### Exercise objective
The answer must be an exact reproduction of all the entries.
--- Input records Enclosed Below ---
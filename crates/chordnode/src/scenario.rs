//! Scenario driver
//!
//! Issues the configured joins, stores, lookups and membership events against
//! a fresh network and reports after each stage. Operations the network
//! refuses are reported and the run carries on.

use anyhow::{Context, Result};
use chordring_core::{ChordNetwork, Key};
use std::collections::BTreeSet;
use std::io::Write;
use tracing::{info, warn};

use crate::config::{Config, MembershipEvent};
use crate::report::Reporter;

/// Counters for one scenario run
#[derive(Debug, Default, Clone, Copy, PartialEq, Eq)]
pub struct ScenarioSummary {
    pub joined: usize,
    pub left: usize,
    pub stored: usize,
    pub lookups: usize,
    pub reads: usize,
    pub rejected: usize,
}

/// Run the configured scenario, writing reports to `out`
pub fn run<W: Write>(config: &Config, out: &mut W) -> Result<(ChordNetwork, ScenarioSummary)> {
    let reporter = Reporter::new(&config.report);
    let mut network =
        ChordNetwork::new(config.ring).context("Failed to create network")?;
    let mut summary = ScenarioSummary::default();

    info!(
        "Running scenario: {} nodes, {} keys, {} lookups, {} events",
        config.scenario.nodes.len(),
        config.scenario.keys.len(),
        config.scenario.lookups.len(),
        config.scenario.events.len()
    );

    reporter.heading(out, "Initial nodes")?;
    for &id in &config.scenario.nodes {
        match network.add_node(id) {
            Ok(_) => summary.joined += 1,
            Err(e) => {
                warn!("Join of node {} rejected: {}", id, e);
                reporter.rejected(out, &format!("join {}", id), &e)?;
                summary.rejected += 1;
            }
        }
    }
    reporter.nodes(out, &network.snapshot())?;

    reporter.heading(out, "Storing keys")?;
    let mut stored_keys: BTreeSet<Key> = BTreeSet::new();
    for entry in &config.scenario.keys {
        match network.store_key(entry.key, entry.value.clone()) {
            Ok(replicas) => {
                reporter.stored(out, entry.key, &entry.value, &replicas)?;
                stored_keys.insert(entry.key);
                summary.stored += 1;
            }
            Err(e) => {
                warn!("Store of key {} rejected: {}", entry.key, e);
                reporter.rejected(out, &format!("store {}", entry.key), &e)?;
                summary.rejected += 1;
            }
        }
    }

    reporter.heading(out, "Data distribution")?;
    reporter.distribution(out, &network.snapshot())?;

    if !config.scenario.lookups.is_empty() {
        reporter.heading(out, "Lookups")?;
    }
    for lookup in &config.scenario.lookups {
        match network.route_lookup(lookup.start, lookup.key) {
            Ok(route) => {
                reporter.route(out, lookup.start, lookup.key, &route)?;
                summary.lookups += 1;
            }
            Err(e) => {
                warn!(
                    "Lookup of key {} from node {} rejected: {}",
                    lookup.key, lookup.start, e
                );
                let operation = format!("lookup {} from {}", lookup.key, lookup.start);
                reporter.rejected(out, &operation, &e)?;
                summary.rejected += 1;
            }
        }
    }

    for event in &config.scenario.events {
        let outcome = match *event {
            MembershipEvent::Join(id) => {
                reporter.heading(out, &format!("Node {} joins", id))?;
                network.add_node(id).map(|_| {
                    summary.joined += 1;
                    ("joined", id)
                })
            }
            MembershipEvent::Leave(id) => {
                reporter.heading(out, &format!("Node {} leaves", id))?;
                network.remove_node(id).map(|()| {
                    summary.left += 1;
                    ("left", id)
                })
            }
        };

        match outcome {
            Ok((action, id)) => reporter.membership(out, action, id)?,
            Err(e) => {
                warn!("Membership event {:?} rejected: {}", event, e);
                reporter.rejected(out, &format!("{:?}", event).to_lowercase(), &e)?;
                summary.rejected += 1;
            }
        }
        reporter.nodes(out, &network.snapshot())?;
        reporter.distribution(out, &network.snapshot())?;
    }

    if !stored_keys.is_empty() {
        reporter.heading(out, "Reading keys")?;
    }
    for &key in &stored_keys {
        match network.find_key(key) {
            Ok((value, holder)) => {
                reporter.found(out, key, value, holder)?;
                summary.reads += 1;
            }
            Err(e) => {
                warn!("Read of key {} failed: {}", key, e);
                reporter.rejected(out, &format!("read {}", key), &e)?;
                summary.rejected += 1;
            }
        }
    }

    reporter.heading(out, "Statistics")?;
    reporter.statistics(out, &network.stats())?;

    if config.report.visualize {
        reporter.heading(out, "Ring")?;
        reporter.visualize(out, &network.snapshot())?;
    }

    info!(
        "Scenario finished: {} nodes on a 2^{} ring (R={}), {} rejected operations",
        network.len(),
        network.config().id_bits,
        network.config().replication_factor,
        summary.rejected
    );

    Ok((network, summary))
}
--- End of Enclosed Input records ---
### Output for this exercise
filename crates/chordnode/src/scenario.rs
//! Scenario driver
//!
//! Issues the configured joins, stores, lookups and membership events against
//! a fresh network and reports after each stage. Operations the network
//! refuses are reported and the run carries on.

use anyhow::{Context, Result};
use chordring_core::{ChordNetwork, Key};
use std::collections::BTreeSet;
use std::io::Write;
use tracing::{info, warn};

use crate::config::{Config, MembershipEvent};
use crate::report::Reporter;

/// Counters for one scenario run
#[derive(Debug, Default, Clone, Copy, PartialEq, Eq)]
pub struct ScenarioSummary {
    pub joined: usize,
    pub left: usize,
    pub stored: usize,
    pub lookups: usize,
    pub reads: usize,
    pub rejected: usize,
}

/// Run the configured scenario, writing reports to `out`
pub fn run<W: Write>(config: &Config, out: &mut W) -> Result<(ChordNetwork, ScenarioSummary)> {
    let reporter = Reporter::new(&config.report);
    let mut network =
        ChordNetwork::new(config.ring).context("Failed to create network")?;
    let mut summary = ScenarioSummary::default();

    info!(
        "Running scenario: {} nodes, {} keys, {} lookups, {} events",
        config.scenario.nodes.len(),
        config.scenario.keys.len(),
        config.scenario.lookups.len(),
        config.scenario.events.len()
    );

    reporter.heading(out, "Initial nodes")?;
    for &id in &config.scenario.nodes {
        match network.add_node(id) {
            Ok(_) => summary.joined += 1,
            Err(e) => {
                warn!("Join of node {} rejected: {}", id, e);
                reporter.rejected(out, &format!("join {}", id), &e)?;
                summary.rejected += 1;
            }
        }
    }
    reporter.nodes(out, &network.snapshot())?;

    reporter.heading(out, "Storing keys")?;
    let mut stored_keys: BTreeSet<Key> = BTreeSet::new();
    for entry in &config.scenario.keys {
        match network.store_key(entry.key, entry.value.clone()) {
            Ok(replicas) => {
                reporter.stored(out, entry.key, &entry.value, &replicas)?;
                stored_keys.insert(entry.key);
                summary.stored += 1;
            }
            Err(e) => {
                warn!("Store of key {} rejected: {}", entry.key, e);
                reporter.rejected(out, &format!("store {}", entry.key), &e)?;
                summary.rejected += 1;
            }
        }
    }

    reporter.heading(out, "Data distribution")?;
    reporter.distribution(out, &network.snapshot())?;

    if !config.scenario.lookups.is_empty() {
        reporter.heading(out, "Lookups")?;
    }
    for lookup in &config.scenario.lookups {
        match network.route_lookup(lookup.start, lookup.key) {
            Ok(route) => {
                reporter.route(out, lookup.start, lookup.key, &route)?;
                summary.lookups += 1;
            }
            Err(e) => {
                warn!(
                    "Lookup of key {} from node {} rejected: {}",
                    lookup.key, lookup.start, e
                );
                let operation = format!("lookup {} from {}", lookup.key, lookup.start);
                reporter.rejected(out, &operation, &e)?;
                summary.rejected += 1;
            }
        }
    }

    for event in &config.scenario.events {
        let outcome = match *event {
            MembershipEvent::Join(id) => {
                reporter.heading(out, &format!("Node {} joins", id))?;
                network.add_node(id).map(|_| {
                    summary.joined += 1;
                    ("joined", id)
                })
            }
            MembershipEvent::Leave(id) => {
                reporter.heading(out, &format!("Node {} leaves", id))?;
                network.remove_node(id).map(|()| {
                    summary.left += 1;
                    ("left", id)
                })
            }
        };

        match outcome {
            Ok((action, id)) => reporter.membership(out, action, id)?,
            Err(e) => {
                warn!("Membership event {:?} rejected: {}", event, e);
                reporter.rejected(out, &format!("{:?}", event).to_lowercase(), &e)?;
                summary.rejected += 1;
            }
        }
        reporter.nodes(out, &network.snapshot())?;
        reporter.distribution(out, &network.snapshot())?;
    }

    if !stored_keys.is_empty() {
        reporter.heading(out, "Reading keys")?;
    }
    for &key in &stored_keys {
        match network.find_key(key) {
            Ok((value, holder)) => {
                reporter.found(out, key, value, holder)?;
                summary.reads += 1;
            }
            Err(e) => {
                warn!("Read of key {} failed: {}", key, e);
                reporter.rejected(out, &format!("read {}", key), &e)?;
                summary.rejected += 1;
            }
        }
    }

    reporter.heading(out, "Statistics")?;
    reporter.statistics(out, &network.stats())?;

    if config.report.visualize {
        reporter.heading(out, "Ring")?;
        reporter.visualize(out, &network.snapshot())?;
    }

    info!(
        "Scenario finished: {} nodes on a 2^{} ring (R={}), {} rejected operations",
        network.len(),
        network.config().id_bits,
        network.config().replication_factor,
        summary.rejected
    );

    Ok((network, summary))
}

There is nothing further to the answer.